Segment Open
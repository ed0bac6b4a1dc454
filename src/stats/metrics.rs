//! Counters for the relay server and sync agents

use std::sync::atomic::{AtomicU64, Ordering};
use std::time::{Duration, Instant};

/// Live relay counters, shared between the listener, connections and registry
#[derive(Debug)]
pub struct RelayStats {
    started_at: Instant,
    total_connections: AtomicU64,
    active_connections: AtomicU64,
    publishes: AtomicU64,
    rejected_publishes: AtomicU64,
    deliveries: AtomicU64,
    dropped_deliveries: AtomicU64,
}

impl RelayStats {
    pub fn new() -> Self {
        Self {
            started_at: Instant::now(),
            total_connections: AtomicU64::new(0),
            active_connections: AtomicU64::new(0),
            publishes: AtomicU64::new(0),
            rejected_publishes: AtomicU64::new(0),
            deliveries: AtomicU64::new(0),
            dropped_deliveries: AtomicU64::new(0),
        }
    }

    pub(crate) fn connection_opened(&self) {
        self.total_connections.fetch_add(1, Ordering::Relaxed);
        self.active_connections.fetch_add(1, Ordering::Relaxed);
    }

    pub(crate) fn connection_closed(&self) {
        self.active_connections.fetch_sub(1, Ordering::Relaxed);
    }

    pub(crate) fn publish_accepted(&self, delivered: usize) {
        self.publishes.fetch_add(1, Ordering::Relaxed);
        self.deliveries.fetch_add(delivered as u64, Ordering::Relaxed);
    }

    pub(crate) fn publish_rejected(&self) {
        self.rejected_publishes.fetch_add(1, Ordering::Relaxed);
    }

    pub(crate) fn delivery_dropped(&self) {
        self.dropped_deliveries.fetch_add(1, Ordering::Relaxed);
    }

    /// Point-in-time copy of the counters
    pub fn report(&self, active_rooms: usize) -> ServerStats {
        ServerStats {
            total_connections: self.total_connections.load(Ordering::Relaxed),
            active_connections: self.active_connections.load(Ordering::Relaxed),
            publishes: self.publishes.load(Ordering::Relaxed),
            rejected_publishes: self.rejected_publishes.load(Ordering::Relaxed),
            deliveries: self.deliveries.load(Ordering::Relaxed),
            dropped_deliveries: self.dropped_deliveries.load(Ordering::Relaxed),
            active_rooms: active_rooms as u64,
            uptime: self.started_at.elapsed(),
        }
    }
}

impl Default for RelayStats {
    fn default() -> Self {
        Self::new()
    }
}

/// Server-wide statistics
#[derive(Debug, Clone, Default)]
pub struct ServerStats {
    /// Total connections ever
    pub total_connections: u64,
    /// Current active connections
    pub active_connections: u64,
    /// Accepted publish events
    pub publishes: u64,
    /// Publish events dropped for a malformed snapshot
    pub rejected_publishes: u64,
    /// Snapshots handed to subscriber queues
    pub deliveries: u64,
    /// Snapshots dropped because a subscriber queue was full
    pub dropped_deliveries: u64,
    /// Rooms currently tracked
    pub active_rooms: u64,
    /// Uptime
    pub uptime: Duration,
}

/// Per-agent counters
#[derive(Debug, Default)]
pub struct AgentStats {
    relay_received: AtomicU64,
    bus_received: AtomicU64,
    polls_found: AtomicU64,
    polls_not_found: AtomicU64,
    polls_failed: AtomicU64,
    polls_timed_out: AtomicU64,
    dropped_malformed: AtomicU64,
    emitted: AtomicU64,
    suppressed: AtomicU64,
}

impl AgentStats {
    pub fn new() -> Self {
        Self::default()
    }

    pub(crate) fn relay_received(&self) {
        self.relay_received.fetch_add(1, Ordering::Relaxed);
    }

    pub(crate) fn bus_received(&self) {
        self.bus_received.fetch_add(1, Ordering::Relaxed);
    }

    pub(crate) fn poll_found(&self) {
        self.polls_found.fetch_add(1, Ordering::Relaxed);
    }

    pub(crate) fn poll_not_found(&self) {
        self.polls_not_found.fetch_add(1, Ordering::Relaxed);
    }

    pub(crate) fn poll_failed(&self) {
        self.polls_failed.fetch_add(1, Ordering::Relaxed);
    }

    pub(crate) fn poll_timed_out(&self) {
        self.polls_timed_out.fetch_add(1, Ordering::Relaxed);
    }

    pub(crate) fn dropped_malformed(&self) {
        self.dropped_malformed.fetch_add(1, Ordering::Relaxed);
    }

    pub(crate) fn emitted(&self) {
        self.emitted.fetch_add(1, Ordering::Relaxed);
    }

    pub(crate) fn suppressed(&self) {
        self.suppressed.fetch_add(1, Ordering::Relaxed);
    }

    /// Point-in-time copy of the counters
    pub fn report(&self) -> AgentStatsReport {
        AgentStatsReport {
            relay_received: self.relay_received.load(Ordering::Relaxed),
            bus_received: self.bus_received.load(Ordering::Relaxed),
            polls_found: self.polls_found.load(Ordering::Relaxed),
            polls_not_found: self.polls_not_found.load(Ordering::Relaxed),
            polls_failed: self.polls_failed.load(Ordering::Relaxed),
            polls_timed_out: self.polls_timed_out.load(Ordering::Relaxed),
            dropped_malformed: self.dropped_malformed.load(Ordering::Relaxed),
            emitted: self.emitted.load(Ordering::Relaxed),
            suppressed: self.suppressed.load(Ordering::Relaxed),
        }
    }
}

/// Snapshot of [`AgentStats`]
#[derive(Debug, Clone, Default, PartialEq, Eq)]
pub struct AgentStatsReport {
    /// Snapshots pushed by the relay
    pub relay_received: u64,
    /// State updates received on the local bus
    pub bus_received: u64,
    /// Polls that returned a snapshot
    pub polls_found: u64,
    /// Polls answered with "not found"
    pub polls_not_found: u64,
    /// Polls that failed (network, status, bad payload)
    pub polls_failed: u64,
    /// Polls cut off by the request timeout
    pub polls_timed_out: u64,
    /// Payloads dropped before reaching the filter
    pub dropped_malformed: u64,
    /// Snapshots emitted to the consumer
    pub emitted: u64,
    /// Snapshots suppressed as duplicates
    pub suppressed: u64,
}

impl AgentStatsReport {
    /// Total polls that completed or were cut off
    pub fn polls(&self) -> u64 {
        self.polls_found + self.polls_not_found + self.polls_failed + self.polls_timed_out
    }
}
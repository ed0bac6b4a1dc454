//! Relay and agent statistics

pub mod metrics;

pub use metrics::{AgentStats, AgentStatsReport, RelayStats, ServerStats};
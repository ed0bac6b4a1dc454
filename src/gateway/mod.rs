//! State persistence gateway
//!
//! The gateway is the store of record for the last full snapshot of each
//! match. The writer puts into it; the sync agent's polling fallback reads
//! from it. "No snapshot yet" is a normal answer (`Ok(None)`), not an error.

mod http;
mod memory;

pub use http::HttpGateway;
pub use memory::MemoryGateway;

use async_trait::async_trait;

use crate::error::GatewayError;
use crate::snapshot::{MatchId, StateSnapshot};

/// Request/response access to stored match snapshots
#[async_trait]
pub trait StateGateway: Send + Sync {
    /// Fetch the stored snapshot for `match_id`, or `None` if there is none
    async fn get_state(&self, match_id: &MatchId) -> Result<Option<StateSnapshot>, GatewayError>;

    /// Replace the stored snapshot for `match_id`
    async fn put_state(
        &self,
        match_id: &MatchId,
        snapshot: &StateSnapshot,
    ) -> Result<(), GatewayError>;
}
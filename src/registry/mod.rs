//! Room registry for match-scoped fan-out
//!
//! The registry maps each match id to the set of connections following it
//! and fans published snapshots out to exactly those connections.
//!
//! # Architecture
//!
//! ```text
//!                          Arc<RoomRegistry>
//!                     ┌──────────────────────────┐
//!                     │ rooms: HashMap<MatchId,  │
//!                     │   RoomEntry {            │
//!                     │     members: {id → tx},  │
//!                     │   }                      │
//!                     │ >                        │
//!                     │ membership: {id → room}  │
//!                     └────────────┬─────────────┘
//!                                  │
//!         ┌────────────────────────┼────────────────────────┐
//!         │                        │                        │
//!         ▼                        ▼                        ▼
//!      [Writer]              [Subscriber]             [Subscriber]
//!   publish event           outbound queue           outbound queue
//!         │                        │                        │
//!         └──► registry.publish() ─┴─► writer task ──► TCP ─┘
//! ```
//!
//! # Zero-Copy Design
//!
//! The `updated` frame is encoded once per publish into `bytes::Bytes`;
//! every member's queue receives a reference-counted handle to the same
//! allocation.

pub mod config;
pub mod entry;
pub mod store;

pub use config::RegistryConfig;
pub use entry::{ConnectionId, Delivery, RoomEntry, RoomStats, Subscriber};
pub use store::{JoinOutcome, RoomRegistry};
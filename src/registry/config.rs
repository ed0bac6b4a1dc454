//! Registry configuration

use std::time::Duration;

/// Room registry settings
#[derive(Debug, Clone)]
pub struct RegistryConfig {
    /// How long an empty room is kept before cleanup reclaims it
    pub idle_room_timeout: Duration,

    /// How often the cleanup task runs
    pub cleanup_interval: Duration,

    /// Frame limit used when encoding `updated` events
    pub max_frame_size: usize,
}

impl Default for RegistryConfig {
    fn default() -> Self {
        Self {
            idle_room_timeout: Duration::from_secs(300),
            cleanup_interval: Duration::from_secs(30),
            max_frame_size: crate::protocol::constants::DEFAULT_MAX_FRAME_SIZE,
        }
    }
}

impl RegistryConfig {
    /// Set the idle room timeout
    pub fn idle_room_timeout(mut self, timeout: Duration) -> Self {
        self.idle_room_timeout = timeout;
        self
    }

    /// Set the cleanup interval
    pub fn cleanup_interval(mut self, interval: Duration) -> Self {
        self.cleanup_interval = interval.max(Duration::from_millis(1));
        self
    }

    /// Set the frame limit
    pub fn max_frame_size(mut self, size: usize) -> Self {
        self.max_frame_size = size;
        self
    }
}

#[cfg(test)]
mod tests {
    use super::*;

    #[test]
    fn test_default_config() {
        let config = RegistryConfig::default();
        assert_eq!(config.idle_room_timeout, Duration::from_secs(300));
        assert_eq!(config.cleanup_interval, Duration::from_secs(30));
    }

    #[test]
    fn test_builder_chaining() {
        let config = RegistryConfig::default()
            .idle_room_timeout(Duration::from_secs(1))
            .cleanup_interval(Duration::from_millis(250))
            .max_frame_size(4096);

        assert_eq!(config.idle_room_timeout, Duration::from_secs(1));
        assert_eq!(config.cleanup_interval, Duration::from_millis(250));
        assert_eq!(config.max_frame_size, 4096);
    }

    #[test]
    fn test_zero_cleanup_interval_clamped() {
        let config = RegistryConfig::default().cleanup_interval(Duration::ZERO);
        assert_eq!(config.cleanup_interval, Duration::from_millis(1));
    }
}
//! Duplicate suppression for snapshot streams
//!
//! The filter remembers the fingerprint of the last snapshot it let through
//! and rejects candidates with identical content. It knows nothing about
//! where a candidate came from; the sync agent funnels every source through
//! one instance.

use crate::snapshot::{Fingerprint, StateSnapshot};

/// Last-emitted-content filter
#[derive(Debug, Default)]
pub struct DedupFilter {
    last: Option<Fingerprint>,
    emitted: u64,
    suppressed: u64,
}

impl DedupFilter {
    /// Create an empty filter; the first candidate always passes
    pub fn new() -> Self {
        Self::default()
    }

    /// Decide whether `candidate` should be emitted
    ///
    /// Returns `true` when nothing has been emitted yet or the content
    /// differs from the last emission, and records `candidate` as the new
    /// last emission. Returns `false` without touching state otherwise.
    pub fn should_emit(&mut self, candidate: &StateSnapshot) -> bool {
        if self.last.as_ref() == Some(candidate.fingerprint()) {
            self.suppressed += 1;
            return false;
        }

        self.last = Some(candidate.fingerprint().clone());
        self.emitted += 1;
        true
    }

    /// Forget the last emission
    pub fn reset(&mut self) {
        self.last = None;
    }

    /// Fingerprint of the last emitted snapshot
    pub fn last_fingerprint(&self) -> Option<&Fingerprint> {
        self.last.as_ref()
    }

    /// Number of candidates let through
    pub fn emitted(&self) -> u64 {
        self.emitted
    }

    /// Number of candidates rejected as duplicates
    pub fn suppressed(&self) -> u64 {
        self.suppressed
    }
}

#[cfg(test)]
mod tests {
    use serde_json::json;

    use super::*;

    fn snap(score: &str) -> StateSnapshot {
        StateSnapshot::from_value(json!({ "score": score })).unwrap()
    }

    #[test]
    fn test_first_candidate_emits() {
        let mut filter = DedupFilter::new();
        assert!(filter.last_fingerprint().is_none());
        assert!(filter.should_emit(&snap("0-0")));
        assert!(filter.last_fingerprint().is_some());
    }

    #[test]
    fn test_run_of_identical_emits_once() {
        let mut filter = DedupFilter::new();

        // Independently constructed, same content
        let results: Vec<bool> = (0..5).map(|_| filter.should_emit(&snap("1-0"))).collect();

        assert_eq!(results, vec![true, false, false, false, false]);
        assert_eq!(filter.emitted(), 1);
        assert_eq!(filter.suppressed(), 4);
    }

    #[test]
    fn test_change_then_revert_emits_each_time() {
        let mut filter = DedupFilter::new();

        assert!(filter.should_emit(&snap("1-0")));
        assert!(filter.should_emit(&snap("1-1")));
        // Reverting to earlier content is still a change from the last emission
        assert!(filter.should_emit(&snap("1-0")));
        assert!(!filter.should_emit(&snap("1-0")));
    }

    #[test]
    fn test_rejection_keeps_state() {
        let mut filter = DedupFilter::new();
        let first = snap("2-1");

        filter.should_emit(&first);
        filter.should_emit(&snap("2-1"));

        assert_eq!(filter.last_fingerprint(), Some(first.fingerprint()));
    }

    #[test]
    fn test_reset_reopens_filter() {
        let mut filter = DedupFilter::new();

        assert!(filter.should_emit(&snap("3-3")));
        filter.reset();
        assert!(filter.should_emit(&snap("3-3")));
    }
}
Segment Closed
_Exercise requirements_
List the lines of the material in which the word "bool" occurs.

_Response box_
    pub fn should_emit(&mut self, candidate: &StateSnapshot) -> bool {
        let results: Vec<bool> = (0..5).map(|_| filter.should_emit(&snap("1-0"))).collect();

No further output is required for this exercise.